## Material for this exercise
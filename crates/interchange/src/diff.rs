//! Diff result records.
//!
//! A [`DiffResult`] is built once by the diff engine and is read-only
//! afterwards: its fields are private and `compatible` is computed from the
//! breaking list at construction.

use crate::types::TypeRecord;
use serde::{Deserialize, Serialize};
use std::fmt;

/// Why a method change is breaking.
#[derive(Debug, Clone, Copy, PartialEq, Eq, PartialOrd, Ord, Hash, Serialize, Deserialize)]
pub enum DiffReason {
    #[serde(rename = "method removed")]
    MethodRemoved,
    #[serde(rename = "signature modified")]
    SignatureModified,
}

impl fmt::Display for DiffReason {
    fn fmt(&self, f: &mut fmt::Formatter<'_>) -> fmt::Result {
        match self {
            DiffReason::MethodRemoved => write!(f, "method removed"),
            DiffReason::SignatureModified => write!(f, "signature modified"),
        }
    }
}

/// One breaking, method-level change.
#[derive(Debug, Clone, PartialEq, Eq, Serialize, Deserialize)]
pub struct DiffItem {
    #[serde(rename = "type")]
    pub type_name: String,
    pub method: String,
    pub reason: DiffReason,
    #[serde(default, skip_serializing_if = "Option::is_none")]
    pub signature: Option<String>,
}

/// Package identity and variant the two compared surfaces belong to.
#[derive(Debug, Clone, Default, PartialEq, Eq)]
pub struct DiffIdentity {
    pub package_id: String,
    pub version_from: String,
    pub version_to: String,
    pub tfm: String,
}

impl DiffIdentity {
    pub fn new(
        package_id: impl Into<String>,
        version_from: impl Into<String>,
        version_to: impl Into<String>,
        tfm: impl Into<String>,
    ) -> Self {
        DiffIdentity {
            package_id: package_id.into(),
            version_from: version_from.into(),
            version_to: version_to.into(),
            tfm: tfm.into(),
        }
    }
}

/// The outcome of comparing two API surfaces.
#[derive(Debug, Clone, PartialEq, Eq, Serialize, Deserialize)]
#[serde(rename_all = "camelCase", from = "StoredDiffResult")]
pub struct DiffResult {
    package_id: String,
    version_from: String,
    version_to: String,
    tfm: String,
    #[serde(default, skip_serializing_if = "Vec::is_empty")]
    breaking: Vec<DiffItem>,
    #[serde(default, skip_serializing_if = "Vec::is_empty")]
    added: Vec<TypeRecord>,
    #[serde(default, skip_serializing_if = "Vec::is_empty")]
    removed: Vec<TypeRecord>,
    compatible: bool,
}

/// Serialized form of a [`DiffResult`]. A stored `compatible` flag is
/// ignored and recomputed from `breaking`.
#[derive(Deserialize)]
#[serde(rename_all = "camelCase")]
struct StoredDiffResult {
    package_id: String,
    version_from: String,
    version_to: String,
    tfm: String,
    #[serde(default)]
    breaking: Vec<DiffItem>,
    #[serde(default)]
    added: Vec<TypeRecord>,
    #[serde(default)]
    removed: Vec<TypeRecord>,
}

impl From<StoredDiffResult> for DiffResult {
    fn from(stored: StoredDiffResult) -> Self {
        let identity = DiffIdentity::new(
            stored.package_id,
            stored.version_from,
            stored.version_to,
            stored.tfm,
        );
        DiffResult::new(&identity, stored.breaking, stored.added, stored.removed)
    }
}

impl DiffResult {
    /// Assemble a result. The lists are stored as given; `compatible` is
    /// derived from `breaking`.
    pub fn new(
        identity: &DiffIdentity,
        breaking: Vec<DiffItem>,
        added: Vec<TypeRecord>,
        removed: Vec<TypeRecord>,
    ) -> Self {
        let compatible = breaking.is_empty();
        DiffResult {
            package_id: identity.package_id.clone(),
            version_from: identity.version_from.clone(),
            version_to: identity.version_to.clone(),
            tfm: identity.tfm.clone(),
            breaking,
            added,
            removed,
            compatible,
        }
    }

    pub fn package_id(&self) -> &str {
        &self.package_id
    }

    pub fn version_from(&self) -> &str {
        &self.version_from
    }

    pub fn version_to(&self) -> &str {
        &self.version_to
    }

    pub fn tfm(&self) -> &str {
        &self.tfm
    }

    pub fn breaking(&self) -> &[DiffItem] {
        &self.breaking
    }

    pub fn added(&self) -> &[TypeRecord] {
        &self.added
    }

    pub fn removed(&self) -> &[TypeRecord] {
        &self.removed
    }

    pub fn is_compatible(&self) -> bool {
        self.compatible
    }

    /// Returns true if nothing was added, removed or broken.
    pub fn is_empty(&self) -> bool {
        self.breaking.is_empty() && self.added.is_empty() && self.removed.is_empty()
    }

    /// Serialize the result to a JSON value.
    pub fn to_json(&self) -> serde_json::Value {
        serde_json::to_value(self).unwrap_or(serde_json::Value::Null)
    }

    /// Format the result as human-readable text.
    pub fn to_text(&self) -> String {
        let mut lines = Vec::new();

        lines.push(format!(
            "{} {} -> {} ({}): {} breaking, {} added type(s), {} removed type(s)",
            self.package_id,
            self.version_from,
            self.version_to,
            self.tfm,
            self.breaking.len(),
            self.added.len(),
            self.removed.len()
        ));

        if !self.breaking.is_empty() {
            lines.push(String::new());
            lines.push("BREAKING:".to_string());
            for item in &self.breaking {
                match &item.signature {
                    Some(sig) => lines.push(format!(
                        "  ! {}.{} ({}): {}",
                        item.type_name, item.method, item.reason, sig
                    )),
                    None => lines.push(format!(
                        "  ! {}.{} ({})",
                        item.type_name, item.method, item.reason
                    )),
                }
            }
        }

        if !self.removed.is_empty() {
            lines.push(String::new());
            lines.push("REMOVED:".to_string());
            for t in &self.removed {
                lines.push(format!("  - {} {}", t.kind, t.full_name()));
            }
        }

        if !self.added.is_empty() {
            lines.push(String::new());
            lines.push("ADDED:".to_string());
            for t in &self.added {
                lines.push(format!("  + {} {}", t.kind, t.full_name()));
            }
        }

        lines.push(String::new());
        lines.push(if self.compatible {
            "compatible".to_string()
        } else {
            "incompatible".to_string()
        });

        lines.join("\n")
    }
}

#[cfg(test)]
mod tests {
    use super::*;
    use crate::types::TypeKind;

    fn identity() -> DiffIdentity {
        DiffIdentity::new("Acme.Widgets", "1.0.0", "2.0.0", "net8.0")
    }

    #[test]
    fn compatible_is_derived_from_breaking() {
        let clean = DiffResult::new(&identity(), Vec::new(), Vec::new(), Vec::new());
        assert!(clean.is_compatible());
        assert!(clean.is_empty());

        let broken = DiffResult::new(
            &identity(),
            vec![DiffItem {
                type_name: "Acme.Widget".to_string(),
                method: "Get".to_string(),
                reason: DiffReason::MethodRemoved,
                signature: Some("public int Get(int index)".to_string()),
            }],
            Vec::new(),
            vec![TypeRecord::new("Acme", "Widget", TypeKind::Class)],
        );
        assert!(!broken.is_compatible());
    }

    #[test]
    fn json_shape_uses_camel_case_and_omits_empty_lists() {
        let result = DiffResult::new(&identity(), Vec::new(), Vec::new(), Vec::new());
        let json = result.to_json();
        assert_eq!(json["packageId"], "Acme.Widgets");
        assert_eq!(json["versionFrom"], "1.0.0");
        assert_eq!(json["versionTo"], "2.0.0");
        assert_eq!(json["tfm"], "net8.0");
        assert_eq!(json["compatible"], true);
        assert!(json.get("breaking").is_none());
        assert!(json.get("added").is_none());
        assert!(json.get("removed").is_none());
    }

    #[test]
    fn stored_compatible_flag_is_recomputed() {
        let json = serde_json::json!({
            "packageId": "Acme.Widgets",
            "versionFrom": "1.0.0",
            "versionTo": "2.0.0",
            "tfm": "net8.0",
            "breaking": [{"type": "Acme.Widget", "method": "Get", "reason": "method removed"}],
            "compatible": true
        });
        let result: DiffResult = serde_json::from_value(json).unwrap();
        assert!(!result.is_compatible());
        assert_eq!(result.to_json()["compatible"], false);

        let clean: DiffResult = serde_json::from_value(serde_json::json!({
            "packageId": "Acme.Widgets",
            "versionFrom": "1.0.0",
            "versionTo": "2.0.0",
            "tfm": "net8.0",
            "compatible": false
        }))
        .unwrap();
        assert!(clean.is_compatible());
    }

    #[test]
    fn reasons_serialize_as_phrases() {
        let item = DiffItem {
            type_name: "T".to_string(),
            method: "M".to_string(),
            reason: DiffReason::SignatureModified,
            signature: None,
        };
        let json = serde_json::to_value(&item).unwrap();
        assert_eq!(json["reason"], "signature modified");
        assert!(json.get("signature").is_none());
    }
}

## Your objective
Each line from the top of the records down to the one with "change is breaking." must be retyped exactly; include both ends and nothing else.

## Solution for this problem
filename crates/interchange/src/diff.rs
//! Diff result records.
//!
//! A [`DiffResult`] is built once by the diff engine and is read-only
//! afterwards: its fields are private and `compatible` is computed from the
//! breaking list at construction.

use crate::types::TypeRecord;
use serde::{Deserialize, Serialize};
use std::fmt;

/// Why a method change is breaking.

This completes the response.